YOUR GOAL: Say how many lines in the entries hold the string "enabled", giving the number by itself.

DATA EXCERPTS:
■ ■ ■ ■

//! Integration tests for dependency tracking

use vigil_foundation::FieldKey;
use vigil_notify::NotifierKey;
use vigil_observable::{Value, is_tracking, track, transform, untracked, use_observe};

#[test]
fn reads_outside_tracking_are_inert() {
    assert!(!is_tracking());
    let view = transform(&Value::record([("a", 1)]));
    assert_eq!(view.as_tracked().unwrap().get("a"), Value::Int(1));
}

#[test]
fn nested_reads_register_each_level() {
    let raw = Value::record([(
        "outputs",
        Value::sequence([Value::record([("text", "hi")])]),
    )]);
    let view = use_observe(&raw);
    let cell = view.as_tracked().unwrap().clone();

    let (text, deps) = track(|| {
        let outputs = cell.get("outputs");
        let first = outputs.as_tracked().unwrap().at(0);
        first.as_tracked().unwrap().get("text")
    });

    assert_eq!(text, Value::from("hi"));
    assert_eq!(deps.len(), 3);
    assert!(deps.contains(&NotifierKey::field(cell.id(), "outputs")));
    let outputs_id = raw
        .as_object()
        .unwrap()
        .field("outputs")
        .unwrap()
        .object_id()
        .unwrap();
    assert!(deps.contains(&NotifierKey::field(outputs_id, FieldKey::Index(0))));
}

#[test]
fn untracked_reads_are_not_recorded() {
    let view = transform(&Value::record([("a", 1), ("b", 2)]));
    let t = view.as_tracked().unwrap().clone();
    let ((), deps) = track(|| {
        let _ = t.get("a");
        untracked(|| {
            let _ = t.get("b");
        });
    });
    assert_eq!(deps.len(), 1);
    assert!(deps.contains(&NotifierKey::field(t.id(), "a")));
}

#[test]
fn whole_container_reads_depend_on_container() {
    let view = transform(&Value::map([("a", 1)]));
    let t = view.as_tracked().unwrap().clone();
    let (entries, deps) = track(|| t.entries());
    assert_eq!(entries.len(), 1);
    assert!(deps.contains(&NotifierKey::container(t.id())));
}

#[test]
fn use_observe_handles_nil() {
    assert!(use_observe(&Value::Nil).is_nil());
    let ((), deps) = track(|| {
        let _ = use_observe(&Value::Nil);
    });
    assert!(deps.is_empty());
}
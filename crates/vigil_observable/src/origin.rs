//! Origin resolution: getting the raw target behind a tracking wrapper.

use crate::value::Value;

/// Returns the unwrapped value behind `value`.
///
/// Wrappers never nest, so a single unwrap always reaches the original
/// target. Non-wrappers are returned unchanged.
#[must_use]
pub fn get_origin(value: &Value) -> Value {
    value.origin()
}

/// Returns true if `a` and `b` have the same origin.
#[must_use]
pub fn same_origin(a: &Value, b: &Value) -> bool {
    a.origin() == b.origin()
}
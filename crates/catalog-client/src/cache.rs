//! In-memory product cache with TTL staleness and insertion-order eviction

use crate::config::CacheConfig;
use crate::types::{CacheInfo, Product};
use std::collections::{HashMap, VecDeque};
use std::sync::Arc;
use std::time::Duration;
use tokio::sync::Mutex;
use tokio::time::Instant;
use tracing::debug;

struct CacheEntry {
    data: Arc<Vec<Product>>,
    stored_at: Instant,
}

#[derive(Default)]
struct Entries {
    map: HashMap<String, CacheEntry>,
    /// Keys in insertion order, oldest first
    order: VecDeque<String>,
}

/// Cache of product lists keyed by endpoint name
///
/// Expired entries are not purged; they are ignored on lookup and overwritten
/// by the next insert for the same key. When full, inserting a new key evicts
/// the key that was inserted first. Replacing an existing key keeps its
/// original position in the eviction order.
pub struct CacheStore {
    entries: Mutex<Entries>,
    enabled: bool,
    ttl: Duration,
    max_size: usize,
}

impl CacheStore {
    pub fn new(config: &CacheConfig) -> Self {
        Self {
            entries: Mutex::new(Entries::default()),
            enabled: config.enabled,
            ttl: config.ttl,
            max_size: config.max_size,
        }
    }

    /// Cached data for `key`, if present and younger than the TTL
    pub async fn get(&self, key: &str) -> Option<Arc<Vec<Product>>> {
        if !self.enabled {
            return None;
        }

        let entries = self.entries.lock().await;
        let entry = entries.map.get(key)?;
        let age = entry.stored_at.elapsed();
        if age >= self.ttl {
            debug!(key, age_ms = age.as_millis() as u64, "Cache entry expired");
            return None;
        }
        Some(entry.data.clone())
    }

    /// Insert or replace the data for `key`, stamped with the current time
    pub async fn insert(&self, key: &str, data: Arc<Vec<Product>>) {
        if !self.enabled || self.max_size == 0 {
            return;
        }

        let mut entries = self.entries.lock().await;
        let entry = CacheEntry {
            data,
            stored_at: Instant::now(),
        };

        if let Some(existing) = entries.map.get_mut(key) {
            *existing = entry;
            return;
        }

        while entries.map.len() >= self.max_size {
            let Some(oldest) = entries.order.pop_front() else {
                break;
            };
            entries.map.remove(&oldest);
            debug!(key = %oldest, "Evicted oldest cache entry");
        }

        entries.order.push_back(key.to_string());
        entries.map.insert(key.to_string(), entry);
    }

    pub async fn clear(&self) {
        let mut entries = self.entries.lock().await;
        entries.map.clear();
        entries.order.clear();
    }

    /// Size and keys (oldest first), stale entries included
    pub async fn info(&self) -> CacheInfo {
        let entries = self.entries.lock().await;
        CacheInfo {
            size: entries.map.len(),
            keys: entries.order.iter().cloned().collect(),
        }
    }
}

#[cfg(test)]
mod tests {
    use super::*;
    use serde_json::json;

    fn config(max_size: usize) -> CacheConfig {
        CacheConfig {
            enabled: true,
            ttl: Duration::from_secs(60),
            max_size,
        }
    }

    fn products(tag: &str) -> Arc<Vec<Product>> {
        let p: Product = serde_json::from_value(json!({ "spURL": tag })).unwrap();
        Arc::new(vec![p])
    }

    #[tokio::test(start_paused = true)]
    async fn test_insert_and_get_within_ttl() {
        let cache = CacheStore::new(&config(10));
        let data = products("a");
        cache.insert("Shoes", data.clone()).await;

        tokio::time::advance(Duration::from_secs(59)).await;
        let hit = cache.get("Shoes").await.unwrap();
        assert!(Arc::ptr_eq(&hit, &data));
    }

    #[tokio::test(start_paused = true)]
    async fn test_entry_expires_at_ttl() {
        let cache = CacheStore::new(&config(10));
        cache.insert("Shoes", products("a")).await;

        tokio::time::advance(Duration::from_secs(60)).await;
        assert!(cache.get("Shoes").await.is_none());

        // Stale entries are ignored, not purged
        assert_eq!(cache.info().await.size, 1);
    }

    #[tokio::test]
    async fn test_miss_for_unknown_key() {
        let cache = CacheStore::new(&config(10));
        assert!(cache.get("Bags").await.is_none());
    }

    #[tokio::test]
    async fn test_eviction_is_insertion_ordered() {
        let cache = CacheStore::new(&config(3));
        for key in ["a", "b", "c"] {
            cache.insert(key, products(key)).await;
        }
        // Reading does not refresh the eviction position
        assert!(cache.get("a").await.is_some());

        cache.insert("d", products("d")).await;
        let info = cache.info().await;
        assert_eq!(info.size, 3);
        assert_eq!(info.keys, vec!["b", "c", "d"]);
        assert!(cache.get("a").await.is_none());

        cache.insert("e", products("e")).await;
        assert_eq!(cache.info().await.keys, vec!["c", "d", "e"]);
    }

    #[tokio::test]
    async fn test_size_never_exceeds_max() {
        let cache = CacheStore::new(&config(4));
        for i in 0..25 {
            cache.insert(&format!("key-{i}"), products("x")).await;
            assert!(cache.info().await.size <= 4);
        }
        assert_eq!(
            cache.info().await.keys,
            vec!["key-21", "key-22", "key-23", "key-24"]
        );
    }

    #[tokio::test]
    async fn test_replace_does_not_evict() {
        let cache = CacheStore::new(&config(2));
        cache.insert("a", products("a1")).await;
        cache.insert("b", products("b")).await;

        let replacement = products("a2");
        cache.insert("a", replacement.clone()).await;

        let info = cache.info().await;
        assert_eq!(info.size, 2);
        assert_eq!(info.keys, vec!["a", "b"]);
        assert!(Arc::ptr_eq(&cache.get("a").await.unwrap(), &replacement));

        // "a" kept its original position, so it is still evicted first
        cache.insert("c", products("c")).await;
        assert_eq!(cache.info().await.keys, vec!["b", "c"]);
    }

    #[tokio::test(start_paused = true)]
    async fn test_replace_refreshes_timestamp() {
        let cache = CacheStore::new(&config(2));
        cache.insert("a", products("a1")).await;
        tokio::time::advance(Duration::from_secs(50)).await;
        cache.insert("a", products("a2")).await;
        tokio::time::advance(Duration::from_secs(50)).await;
        assert!(cache.get("a").await.is_some());
    }

    #[tokio::test]
    async fn test_clear() {
        let cache = CacheStore::new(&config(5));
        cache.insert("a", products("a")).await;
        cache.insert("b", products("b")).await;
        cache.clear().await;

        assert_eq!(cache.info().await, CacheInfo::default());
        assert!(cache.get("a").await.is_none());
    }

    #[tokio::test]
    async fn test_disabled_cache_is_inert() {
        let cache = CacheStore::new(&CacheConfig {
            enabled: false,
            ..config(5)
        });
        cache.insert("a", products("a")).await;
        assert!(cache.get("a").await.is_none());
        assert_eq!(cache.info().await.size, 0);
    }

    #[tokio::test]
    async fn test_zero_capacity_retains_nothing() {
        let cache = CacheStore::new(&config(0));
        cache.insert("a", products("a")).await;
        assert!(cache.get("a").await.is_none());
        assert_eq!(cache.info().await.size, 0);
    }
}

■ ■ ■ ■

SOLUTION FOR THIS PROBLEM: 6